• _DIRECTIONS FOR THIS TASK_
Needed from the data below: every line from the one with "for metadata fetches." up to and including the one with "Non-success HTTP response.", repeated exactly and with nothing else.

• _EXERCISE INPUT_
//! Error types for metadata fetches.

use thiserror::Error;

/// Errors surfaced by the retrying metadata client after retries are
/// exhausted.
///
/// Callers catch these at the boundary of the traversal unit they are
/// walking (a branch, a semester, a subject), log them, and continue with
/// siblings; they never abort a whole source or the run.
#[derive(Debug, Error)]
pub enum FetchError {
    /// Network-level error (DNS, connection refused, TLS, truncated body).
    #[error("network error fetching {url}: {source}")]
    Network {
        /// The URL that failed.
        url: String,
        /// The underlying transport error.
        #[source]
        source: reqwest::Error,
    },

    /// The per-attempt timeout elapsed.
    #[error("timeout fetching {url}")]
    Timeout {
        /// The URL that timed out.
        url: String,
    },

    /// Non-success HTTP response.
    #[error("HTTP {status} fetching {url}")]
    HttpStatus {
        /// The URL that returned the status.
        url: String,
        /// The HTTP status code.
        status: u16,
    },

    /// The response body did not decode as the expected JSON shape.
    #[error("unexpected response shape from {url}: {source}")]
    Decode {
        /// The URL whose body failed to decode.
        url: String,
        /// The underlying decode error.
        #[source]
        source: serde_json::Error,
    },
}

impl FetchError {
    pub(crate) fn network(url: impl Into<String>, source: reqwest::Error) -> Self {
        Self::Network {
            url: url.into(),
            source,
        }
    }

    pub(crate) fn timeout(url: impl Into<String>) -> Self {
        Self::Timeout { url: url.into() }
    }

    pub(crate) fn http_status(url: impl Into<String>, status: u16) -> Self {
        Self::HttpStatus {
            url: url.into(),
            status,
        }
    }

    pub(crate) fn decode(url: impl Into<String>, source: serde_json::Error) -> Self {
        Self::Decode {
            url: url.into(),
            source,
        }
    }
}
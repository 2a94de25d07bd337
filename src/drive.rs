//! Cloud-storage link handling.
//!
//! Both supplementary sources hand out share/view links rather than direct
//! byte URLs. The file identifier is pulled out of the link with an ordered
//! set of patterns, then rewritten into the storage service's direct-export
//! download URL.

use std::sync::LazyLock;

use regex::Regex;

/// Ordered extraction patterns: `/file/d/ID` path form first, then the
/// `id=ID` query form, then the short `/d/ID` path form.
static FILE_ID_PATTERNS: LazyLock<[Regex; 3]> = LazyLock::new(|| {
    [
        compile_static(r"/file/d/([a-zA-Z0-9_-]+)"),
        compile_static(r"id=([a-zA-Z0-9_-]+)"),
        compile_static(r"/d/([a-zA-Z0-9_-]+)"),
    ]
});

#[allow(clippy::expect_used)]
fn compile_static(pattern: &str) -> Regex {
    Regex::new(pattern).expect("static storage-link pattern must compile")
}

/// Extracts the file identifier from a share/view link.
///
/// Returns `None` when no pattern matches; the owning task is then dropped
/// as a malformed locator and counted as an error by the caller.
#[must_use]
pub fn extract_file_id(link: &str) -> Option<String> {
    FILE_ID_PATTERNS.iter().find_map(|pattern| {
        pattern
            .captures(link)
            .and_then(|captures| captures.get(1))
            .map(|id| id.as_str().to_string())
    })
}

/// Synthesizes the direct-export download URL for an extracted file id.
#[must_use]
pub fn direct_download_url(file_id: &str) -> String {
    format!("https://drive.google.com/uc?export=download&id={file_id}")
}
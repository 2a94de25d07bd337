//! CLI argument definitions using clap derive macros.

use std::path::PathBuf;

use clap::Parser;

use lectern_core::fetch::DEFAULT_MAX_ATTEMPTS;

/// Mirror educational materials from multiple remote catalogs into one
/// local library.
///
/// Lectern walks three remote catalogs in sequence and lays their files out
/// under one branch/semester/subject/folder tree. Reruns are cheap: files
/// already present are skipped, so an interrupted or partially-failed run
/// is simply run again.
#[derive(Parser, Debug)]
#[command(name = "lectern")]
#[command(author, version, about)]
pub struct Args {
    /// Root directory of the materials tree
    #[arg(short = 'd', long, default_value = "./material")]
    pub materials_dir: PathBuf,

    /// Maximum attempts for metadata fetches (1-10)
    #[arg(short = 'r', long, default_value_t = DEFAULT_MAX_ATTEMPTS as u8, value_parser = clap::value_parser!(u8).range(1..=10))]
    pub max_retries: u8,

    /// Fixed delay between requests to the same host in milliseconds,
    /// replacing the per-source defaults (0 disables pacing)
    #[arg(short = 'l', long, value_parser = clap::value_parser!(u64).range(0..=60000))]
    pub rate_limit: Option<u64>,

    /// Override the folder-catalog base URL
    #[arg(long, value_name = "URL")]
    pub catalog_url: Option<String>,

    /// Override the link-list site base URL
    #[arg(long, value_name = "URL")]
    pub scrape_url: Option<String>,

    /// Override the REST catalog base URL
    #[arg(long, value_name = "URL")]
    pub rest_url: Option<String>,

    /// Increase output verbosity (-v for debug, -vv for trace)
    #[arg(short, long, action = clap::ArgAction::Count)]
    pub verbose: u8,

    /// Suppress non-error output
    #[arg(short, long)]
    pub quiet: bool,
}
---
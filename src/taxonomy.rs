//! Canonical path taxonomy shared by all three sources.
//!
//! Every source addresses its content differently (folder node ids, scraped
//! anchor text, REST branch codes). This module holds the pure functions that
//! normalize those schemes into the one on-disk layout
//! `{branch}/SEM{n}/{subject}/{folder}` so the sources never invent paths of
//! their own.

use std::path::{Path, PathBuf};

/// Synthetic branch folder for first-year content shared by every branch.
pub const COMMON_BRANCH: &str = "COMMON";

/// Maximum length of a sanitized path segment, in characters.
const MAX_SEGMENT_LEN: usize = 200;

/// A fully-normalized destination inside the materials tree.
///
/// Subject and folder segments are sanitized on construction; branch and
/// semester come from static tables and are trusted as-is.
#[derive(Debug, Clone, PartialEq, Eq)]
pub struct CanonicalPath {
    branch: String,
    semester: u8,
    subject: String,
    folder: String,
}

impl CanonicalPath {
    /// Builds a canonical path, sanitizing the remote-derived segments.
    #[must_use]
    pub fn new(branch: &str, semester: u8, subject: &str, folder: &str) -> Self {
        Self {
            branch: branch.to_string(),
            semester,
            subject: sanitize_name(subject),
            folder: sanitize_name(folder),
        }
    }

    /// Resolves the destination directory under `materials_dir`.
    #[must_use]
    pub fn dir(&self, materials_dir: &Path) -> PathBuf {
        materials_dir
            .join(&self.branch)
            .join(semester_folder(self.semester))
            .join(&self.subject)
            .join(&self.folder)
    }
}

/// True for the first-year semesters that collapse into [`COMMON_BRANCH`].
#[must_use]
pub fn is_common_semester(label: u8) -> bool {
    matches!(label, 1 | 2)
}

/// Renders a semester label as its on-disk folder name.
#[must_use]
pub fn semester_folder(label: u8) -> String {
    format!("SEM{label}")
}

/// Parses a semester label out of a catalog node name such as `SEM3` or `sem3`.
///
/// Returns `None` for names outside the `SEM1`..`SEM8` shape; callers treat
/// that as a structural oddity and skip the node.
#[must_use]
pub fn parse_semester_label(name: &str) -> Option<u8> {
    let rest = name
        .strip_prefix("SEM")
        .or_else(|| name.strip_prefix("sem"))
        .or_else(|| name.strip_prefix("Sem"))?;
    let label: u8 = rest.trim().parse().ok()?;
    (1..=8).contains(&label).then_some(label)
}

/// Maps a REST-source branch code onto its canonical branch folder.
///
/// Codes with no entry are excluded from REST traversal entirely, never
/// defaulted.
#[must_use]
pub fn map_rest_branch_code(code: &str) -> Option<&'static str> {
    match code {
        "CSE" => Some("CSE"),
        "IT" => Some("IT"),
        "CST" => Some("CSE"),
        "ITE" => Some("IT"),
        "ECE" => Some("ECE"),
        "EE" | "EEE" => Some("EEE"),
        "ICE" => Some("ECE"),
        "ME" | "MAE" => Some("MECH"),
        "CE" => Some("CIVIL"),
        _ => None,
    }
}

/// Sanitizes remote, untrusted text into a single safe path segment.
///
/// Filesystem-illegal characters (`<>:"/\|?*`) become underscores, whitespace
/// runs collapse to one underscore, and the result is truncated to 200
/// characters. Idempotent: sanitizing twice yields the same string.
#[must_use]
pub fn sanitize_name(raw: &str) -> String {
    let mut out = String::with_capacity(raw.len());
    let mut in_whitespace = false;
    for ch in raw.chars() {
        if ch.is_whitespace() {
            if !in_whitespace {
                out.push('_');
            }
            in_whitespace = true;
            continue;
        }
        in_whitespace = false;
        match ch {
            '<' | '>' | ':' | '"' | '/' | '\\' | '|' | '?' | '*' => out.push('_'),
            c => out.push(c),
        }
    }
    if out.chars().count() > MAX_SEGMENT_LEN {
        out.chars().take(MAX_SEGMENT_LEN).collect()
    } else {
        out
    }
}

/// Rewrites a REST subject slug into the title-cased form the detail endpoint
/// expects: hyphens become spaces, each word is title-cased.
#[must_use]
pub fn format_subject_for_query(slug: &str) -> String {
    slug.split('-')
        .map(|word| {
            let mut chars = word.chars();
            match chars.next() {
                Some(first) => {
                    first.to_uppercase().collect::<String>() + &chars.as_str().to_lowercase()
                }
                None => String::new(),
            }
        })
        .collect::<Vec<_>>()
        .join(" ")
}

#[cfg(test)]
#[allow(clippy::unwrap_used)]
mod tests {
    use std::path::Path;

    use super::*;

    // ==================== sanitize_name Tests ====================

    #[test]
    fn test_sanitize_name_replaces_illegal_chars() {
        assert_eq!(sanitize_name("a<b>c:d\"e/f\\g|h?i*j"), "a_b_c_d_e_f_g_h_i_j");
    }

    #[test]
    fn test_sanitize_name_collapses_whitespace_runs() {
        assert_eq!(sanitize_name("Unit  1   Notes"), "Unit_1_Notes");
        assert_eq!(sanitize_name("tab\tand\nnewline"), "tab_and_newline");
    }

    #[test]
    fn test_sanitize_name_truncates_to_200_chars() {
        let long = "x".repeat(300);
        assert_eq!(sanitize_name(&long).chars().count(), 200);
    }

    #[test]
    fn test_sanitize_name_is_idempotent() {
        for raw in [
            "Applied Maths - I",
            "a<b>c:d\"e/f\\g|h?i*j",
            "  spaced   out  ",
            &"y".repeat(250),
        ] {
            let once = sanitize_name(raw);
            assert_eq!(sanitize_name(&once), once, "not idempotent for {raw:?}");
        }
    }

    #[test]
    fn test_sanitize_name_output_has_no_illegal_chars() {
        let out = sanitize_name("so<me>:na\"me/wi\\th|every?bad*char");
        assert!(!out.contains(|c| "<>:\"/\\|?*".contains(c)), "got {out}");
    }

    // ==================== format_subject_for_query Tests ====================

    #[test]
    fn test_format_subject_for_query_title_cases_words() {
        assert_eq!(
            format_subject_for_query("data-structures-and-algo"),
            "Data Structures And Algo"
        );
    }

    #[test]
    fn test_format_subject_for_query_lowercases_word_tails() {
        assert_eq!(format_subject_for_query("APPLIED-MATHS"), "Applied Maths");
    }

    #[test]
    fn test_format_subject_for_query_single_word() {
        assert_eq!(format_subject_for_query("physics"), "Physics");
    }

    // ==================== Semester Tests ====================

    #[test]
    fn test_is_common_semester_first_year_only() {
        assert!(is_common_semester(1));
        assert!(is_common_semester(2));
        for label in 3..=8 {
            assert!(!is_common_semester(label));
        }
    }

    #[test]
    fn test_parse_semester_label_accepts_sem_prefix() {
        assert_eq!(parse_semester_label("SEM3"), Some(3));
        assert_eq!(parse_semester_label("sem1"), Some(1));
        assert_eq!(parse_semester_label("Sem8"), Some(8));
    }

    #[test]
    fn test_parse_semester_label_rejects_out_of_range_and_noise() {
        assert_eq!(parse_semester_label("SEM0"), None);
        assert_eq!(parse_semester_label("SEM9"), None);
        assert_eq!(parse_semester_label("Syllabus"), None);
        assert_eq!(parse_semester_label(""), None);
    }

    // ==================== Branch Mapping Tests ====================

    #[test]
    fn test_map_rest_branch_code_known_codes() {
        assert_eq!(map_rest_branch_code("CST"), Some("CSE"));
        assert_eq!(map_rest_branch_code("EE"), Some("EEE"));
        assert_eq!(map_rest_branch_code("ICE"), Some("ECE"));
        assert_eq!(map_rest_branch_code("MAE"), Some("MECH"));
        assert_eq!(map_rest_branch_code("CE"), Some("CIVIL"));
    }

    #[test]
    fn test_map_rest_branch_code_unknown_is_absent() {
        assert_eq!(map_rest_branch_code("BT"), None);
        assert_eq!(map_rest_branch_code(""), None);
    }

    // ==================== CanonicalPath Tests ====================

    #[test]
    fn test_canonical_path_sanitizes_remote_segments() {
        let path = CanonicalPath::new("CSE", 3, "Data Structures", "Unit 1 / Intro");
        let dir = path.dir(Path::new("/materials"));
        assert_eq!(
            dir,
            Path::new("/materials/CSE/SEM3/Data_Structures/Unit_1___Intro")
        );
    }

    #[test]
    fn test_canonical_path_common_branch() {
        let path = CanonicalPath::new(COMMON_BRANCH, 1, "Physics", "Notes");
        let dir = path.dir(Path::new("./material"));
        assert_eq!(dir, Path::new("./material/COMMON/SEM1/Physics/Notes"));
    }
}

• _FINISHED TASK_
//! Error types for metadata fetches.

use thiserror::Error;

/// Errors surfaced by the retrying metadata client after retries are
/// exhausted.
///
/// Callers catch these at the boundary of the traversal unit they are
/// walking (a branch, a semester, a subject), log them, and continue with
/// siblings; they never abort a whole source or the run.
#[derive(Debug, Error)]
pub enum FetchError {
    /// Network-level error (DNS, connection refused, TLS, truncated body).
    #[error("network error fetching {url}: {source}")]
    Network {
        /// The URL that failed.
        url: String,
        /// The underlying transport error.
        #[source]
        source: reqwest::Error,
    },

    /// The per-attempt timeout elapsed.
    #[error("timeout fetching {url}")]
    Timeout {
        /// The URL that timed out.
        url: String,
    },

    /// Non-success HTTP response.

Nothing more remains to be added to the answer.